L’erezione è assolutamente prevedibile, avviene praticamente sempre, non è condizionata da mancanza di concentrazione e desiderio sessuale (a differenza dei pde5-inibitori) ed è molto utile per chi soffre di eiaculazione precoce.

Inoltre le sorprese negative riguardanti le pillole dell’erezione non finiscono mai.
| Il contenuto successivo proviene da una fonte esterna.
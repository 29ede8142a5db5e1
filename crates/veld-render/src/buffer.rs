//! Vertex and index buffer management for GPU rendering.

use bytemuck::{Pod, Zeroable};

/// A complete mesh buffer containing vertex and index data ready for rendering.
pub struct MeshBuffer {
    pub vertex_buffer: wgpu::Buffer,
    pub index_buffer: wgpu::Buffer,
    pub index_count: u32,
    pub index_format: wgpu::IndexFormat,
}

impl MeshBuffer {
    /// Bind vertex and index buffers to a render pass.
    pub fn bind<'a>(&'a self, render_pass: &mut wgpu::RenderPass<'a>) {
        render_pass.set_vertex_buffer(0, self.vertex_buffer.slice(..));
        render_pass.set_index_buffer(self.index_buffer.slice(..), self.index_format);
    }

    /// Draw the entire mesh using indexed rendering.
    pub fn draw(&self, render_pass: &mut wgpu::RenderPass) {
        render_pass.draw_indexed(0..self.index_count, 0, 0..1);
    }
}

/// Index data that can be either u16 or u32 format.
pub enum IndexData<'a> {
    U16(&'a [u16]),
    U32(&'a [u32]),
}

impl IndexData<'_> {
    /// The wgpu index format for this data.
    pub fn format(&self) -> wgpu::IndexFormat {
        match self {
            IndexData::U16(_) => wgpu::IndexFormat::Uint16,
            IndexData::U32(_) => wgpu::IndexFormat::Uint32,
        }
    }

    /// Number of indices.
    pub fn count(&self) -> u32 {
        match self {
            IndexData::U16(data) => data.len() as u32,
            IndexData::U32(data) => data.len() as u32,
        }
    }

    /// Raw byte slice for buffer creation.
    pub fn as_bytes(&self) -> &[u8] {
        match self {
            IndexData::U16(data) => bytemuck::cast_slice(data),
            IndexData::U32(data) => bytemuck::cast_slice(data),
        }
    }
}

/// GPU buffer allocator for creating vertex and index buffers.
pub struct BufferAllocator<'a> {
    device: &'a wgpu::Device,
}

impl<'a> BufferAllocator<'a> {
    /// Create a new buffer allocator with the given device.
    pub fn new(device: &'a wgpu::Device) -> Self {
        Self { device }
    }

    /// Create a complete mesh buffer from vertex and index data.
    pub fn create_mesh(&self, label: &str, vertices: &[u8], indices: IndexData) -> MeshBuffer {
        use wgpu::util::DeviceExt;

        let vertex_buffer = self
            .device
            .create_buffer_init(&wgpu::util::BufferInitDescriptor {
                label: Some(&format!("{}-vertices", label)),
                contents: vertices,
                usage: wgpu::BufferUsages::VERTEX | wgpu::BufferUsages::COPY_DST,
            });

        let index_buffer = self
            .device
            .create_buffer_init(&wgpu::util::BufferInitDescriptor {
                label: Some(&format!("{}-indices", label)),
                contents: indices.as_bytes(),
                usage: wgpu::BufferUsages::INDEX | wgpu::BufferUsages::COPY_DST,
            });

        MeshBuffer {
            vertex_buffer,
            index_buffer,
            index_count: indices.count(),
            index_format: indices.format(),
        }
    }
}

/// Standard vertex format with position, normal, and UV coordinates.
#[repr(C)]
#[derive(Clone, Copy, Debug, Pod, Zeroable)]
pub struct VertexPositionNormalUv {
    pub position: [f32; 3],
    pub normal: [f32; 3],
    pub uv: [f32; 2],
}

impl VertexPositionNormalUv {
    /// The vertex buffer layout for this vertex type.
    pub fn layout() -> wgpu::VertexBufferLayout<'static> {
        use wgpu::{VertexAttribute, VertexFormat};

        wgpu::VertexBufferLayout {
            array_stride: std::mem::size_of::<VertexPositionNormalUv>() as wgpu::BufferAddress,
            step_mode: wgpu::VertexStepMode::Vertex,
            attributes: &[
                VertexAttribute {
                    offset: 0,
                    shader_location: 0,
                    format: VertexFormat::Float32x3,
                },
                VertexAttribute {
                    offset: std::mem::size_of::<[f32; 3]>() as wgpu::BufferAddress,
                    shader_location: 1,
                    format: VertexFormat::Float32x3,
                },
                VertexAttribute {
                    offset: std::mem::size_of::<[f32; 6]>() as wgpu::BufferAddress,
                    shader_location: 2,
                    format: VertexFormat::Float32x2,
                },
            ],
        }
    }
}

#[cfg(test)]
mod tests {
    use super::*;

    #[test]
    fn test_index_data_format_and_count() {
        let u16_data = [0u16, 1, 2];
        let u32_data = [0u32, 1, 2, 3, 4, 5];
        assert_eq!(
            IndexData::U16(&u16_data).format(),
            wgpu::IndexFormat::Uint16
        );
        assert_eq!(
            IndexData::U32(&u32_data).format(),
            wgpu::IndexFormat::Uint32
        );
        assert_eq!(IndexData::U16(&u16_data).count(), 3);
        assert_eq!(IndexData::U32(&u32_data).count(), 6);
    }

    #[test]
    fn test_index_data_byte_lengths() {
        let u16_data = [0u16, 1, 2];
        let u32_data = [0u32, 1, 2];
        assert_eq!(IndexData::U16(&u16_data).as_bytes().len(), 6);
        assert_eq!(IndexData::U32(&u32_data).as_bytes().len(), 12);
    }

    #[test]
    fn test_vertex_layout_stride() {
        let layout = VertexPositionNormalUv::layout();
        assert_eq!(layout.array_stride, 32);
        assert_eq!(layout.attributes.len(), 3);
    }
}
//! The winit-backed frame clock.

use std::cell::Cell;
use std::rc::Rc;
use std::sync::Arc;

use winit::window::Window;

use veld_viewport::{FrameClock, FrameRequest, frame_request_from_id};

/// Frame clock driving the viewport from the window's redraw cycle.
///
/// `request` maps to [`Window::request_redraw`]. winit cannot retract a
/// requested redraw, so `cancel` only drops the handle; the viewport's
/// lifecycle guard turns the late `RedrawRequested` into a no-op.
#[derive(Clone)]
pub struct WinitFrameClock {
    window: Arc<Window>,
    next_id: Rc<Cell<u64>>,
}

impl WinitFrameClock {
    /// Create a clock for the given window.
    pub fn new(window: Arc<Window>) -> Self {
        Self {
            window,
            next_id: Rc::new(Cell::new(0)),
        }
    }
}

impl FrameClock for WinitFrameClock {
    fn request(&self) -> FrameRequest {
        let id = self.next_id.get();
        self.next_id.set(id + 1);
        self.window.request_redraw();
        frame_request_from_id(id)
    }

    fn cancel(&self, _request: FrameRequest) {
        // Nothing to retract; the viewport's state check covers the
        // already-scheduled redraw.
    }
}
Proprio recentemente Stacy Loeb del NYU LANGONE MEDICAL CENTER DI NEW YORK ha scoperto che su 4mila soggetti affetti da melanoma maligno, grave cancro della pelle, l’uso di una pillola con effetto pde5a-inibitore aumenta del 20% il rischio relativo di melanoma.
È stata riscontrata un’associazione anche con il carcinoma a cellule basali, altro cancro cutaneo e che manifesta la maggiore predisposizione di chi assume questi farmaci ai tumori da esposizione al sole.

I ricercatori dovranno dare una giustificazione a questo fenomeno, ma sicuramente gli utilizzatori di farmaci contro la disfunzione erettile dovranno adottare le migliori precauzioni contro scottature solari e incominciare a considerare il sole come un potenziale killer.

Il grande quesito è però:”ma quante brutte scoperte faremo ancora,e quanto pericolose, su questi farmaci?“.

Meglio, quando l’erezione inizia a non essere troppo sicura e imponente, che vi rivolgiate al vostro andrologo e vi facciate proporre le cure meno pericolose per voi.